The IPA views treatment as a type of tertiary prevention as it focuses on the prevention of further substance abuse and other risk behaviors. IPA treatment research has focused on examining the broad range of health care needs of substance users and the barriers to treatment access. IPA researchers have found that substance abusers have significantly higher rates of most types of health needs and enter the health care system through the emergency room. Conclusions focused on the need to integrate substance abuse treatment into general health care service delivery and the importance of insurance coverage for access to drug abuse treatment as well as general health services. IPA research has also focused on policies and practices to help ensure quality treatment services. This research has found that Medicaid policy as well as state certification and accreditation requirements can play a major role in treatment quality and access to treatment for the most at risk groups.
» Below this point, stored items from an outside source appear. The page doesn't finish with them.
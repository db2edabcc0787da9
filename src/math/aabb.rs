use glam::{Mat4, Vec3};

/// Axis-aligned bounding box
#[derive(Copy, Clone, Debug, PartialEq)]
pub struct AABB {
    pub min: Vec3,
    pub max: Vec3,
}

impl AABB {
    /// Inverted box that any point or union replaces
    pub const EMPTY: AABB = AABB {
        min: Vec3::splat(f32::INFINITY),
        max: Vec3::splat(f32::NEG_INFINITY),
    };

    pub fn new(min: Vec3, max: Vec3) -> Self {
        Self { min, max }
    }

    pub fn from_points(points: impl IntoIterator<Item = Vec3>) -> Self {
        points.into_iter().fold(Self::EMPTY, |mut aabb, p| {
            aabb.expand_to_point(p);
            aabb
        })
    }

    pub fn is_empty(&self) -> bool {
        self.min.x > self.max.x || self.min.y > self.max.y || self.min.z > self.max.z
    }

    pub fn expand_to_point(&mut self, point: Vec3) {
        self.min = self.min.min(point);
        self.max = self.max.max(point);
    }

    pub fn union(&self, other: &AABB) -> AABB {
        AABB {
            min: self.min.min(other.min),
            max: self.max.max(other.max),
        }
    }

    pub fn center(&self) -> Vec3 {
        if self.is_empty() {
            return Vec3::ZERO;
        }
        (self.min + self.max) * 0.5
    }

    /// Width, height and depth
    pub fn size(&self) -> Vec3 {
        if self.is_empty() {
            return Vec3::ZERO;
        }
        self.max - self.min
    }

    pub fn max_extent(&self) -> f32 {
        self.size().max_element()
    }

    pub fn diagonal_length(&self) -> f32 {
        self.size().length()
    }

    /// Box enclosing all eight corners after `transform`
    pub fn transformed(&self, transform: &Mat4) -> AABB {
        if self.is_empty() {
            return *self;
        }
        let corners = (0..8).map(|i| {
            Vec3::new(
                if i & 1 == 0 { self.min.x } else { self.max.x },
                if i & 2 == 0 { self.min.y } else { self.max.y },
                if i & 4 == 0 { self.min.z } else { self.max.z },
            )
        });
        AABB::from_points(corners.map(|c| transform.transform_point3(c)))
    }
}

impl Default for AABB {
    fn default() -> Self {
        Self::EMPTY
    }
}

#[cfg(test)]
mod tests {
    use super::*;

    #[test]
    fn test_aabb_new() {
        let min = Vec3::new(0.0, 0.0, 0.0);
        let max = Vec3::new(1.0, 1.0, 1.0);
        let aabb = AABB::new(min, max);
        assert_eq!(aabb.min, min);
        assert_eq!(aabb.max, max);
    }

    #[test]
    fn test_aabb_center() {
        let aabb = AABB::new(Vec3::new(0.0, 0.0, 0.0), Vec3::new(2.0, 4.0, 6.0));
        assert_eq!(aabb.center(), Vec3::new(1.0, 2.0, 3.0));
    }

    #[test]
    fn test_aabb_center_negative() {
        let aabb = AABB::new(Vec3::new(-2.0, -4.0, -6.0), Vec3::new(2.0, 4.0, 6.0));
        assert_eq!(aabb.center(), Vec3::ZERO);
    }

    #[test]
    fn test_empty_box_reports_zero_size() {
        let aabb = AABB::EMPTY;
        assert!(aabb.is_empty());
        assert_eq!(aabb.size(), Vec3::ZERO);
        assert_eq!(aabb.center(), Vec3::ZERO);
        assert_eq!(aabb.max_extent(), 0.0);
    }

    #[test]
    fn test_from_points() {
        let aabb = AABB::from_points([
            Vec3::new(-1.0, -2.0, -3.0),
            Vec3::new(1.0, 2.0, 3.0),
            Vec3::new(0.0, 0.0, 0.0),
        ]);
        assert_eq!(aabb.min, Vec3::new(-1.0, -2.0, -3.0));
        assert_eq!(aabb.max, Vec3::new(1.0, 2.0, 3.0));
    }

    #[test]
    fn test_size_and_diagonal() {
        let aabb = AABB::new(Vec3::ZERO, Vec3::new(2.0, 3.0, 6.0));
        assert_eq!(aabb.size(), Vec3::new(2.0, 3.0, 6.0));
        assert_eq!(aabb.max_extent(), 6.0);
        assert!((aabb.diagonal_length() - 7.0).abs() < 1e-5);
    }

    #[test]
    fn test_union_with_empty_is_identity() {
        let aabb = AABB::new(Vec3::splat(-1.0), Vec3::splat(1.0));
        assert_eq!(AABB::EMPTY.union(&aabb), aabb);
    }

    #[test]
    fn test_transformed_by_rotation() {
        let aabb = AABB::new(Vec3::new(0.0, 0.0, 0.0), Vec3::new(2.0, 1.0, 1.0));
        let rotated = aabb.transformed(&Mat4::from_rotation_z(std::f32::consts::FRAC_PI_2));
        assert!((rotated.size().x - 1.0).abs() < 1e-5);
        assert!((rotated.size().y - 2.0).abs() < 1e-5);
    }
}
Education at the IPA is generally in the form of an annual workshop called the Summer School of Addictions. This has been held for over 20 years at Andrews University. The purpose of the Summer School of Addictions is to provide clinical, service and health-related students and professionals, as well as general education students, knowledge and skills about various topics of addiction. This course is designed to involve the student in learning through expert presentations, supplemented by in-class learning experiences and for many students the writing of a research paper on some aspect of addictions. In the recent past the workshop has covered the following addiction topics: families, spirituality, sex, food, media, teens, drug affected children, addiction ministries, and prescription drugs.
Multiple presenters from various backgrounds give about fifteen different presentations during the four day intensive that is usually held in May. Presenters have included researchers from major universities (including Harvard University, the University of Illinois, and the University of Michigan), health educators from the General Conference as well as the Michigan Conference, clinicians who provide addiction treatment services, policy makers, and recovering individuals who share their personal stories of recovery including a former winner from the Biggest Loser T.V. program. The vast majority of students give our speakers and programs an excellent evaluation. Students have said what they enjoyed most about the Summer School of Addiction is: “The interactions with the presenters, the speakers, the discussions, the personal recovery story, the knowledge, learning more about addictions and treatments, and the information was relevant to multiple fields.”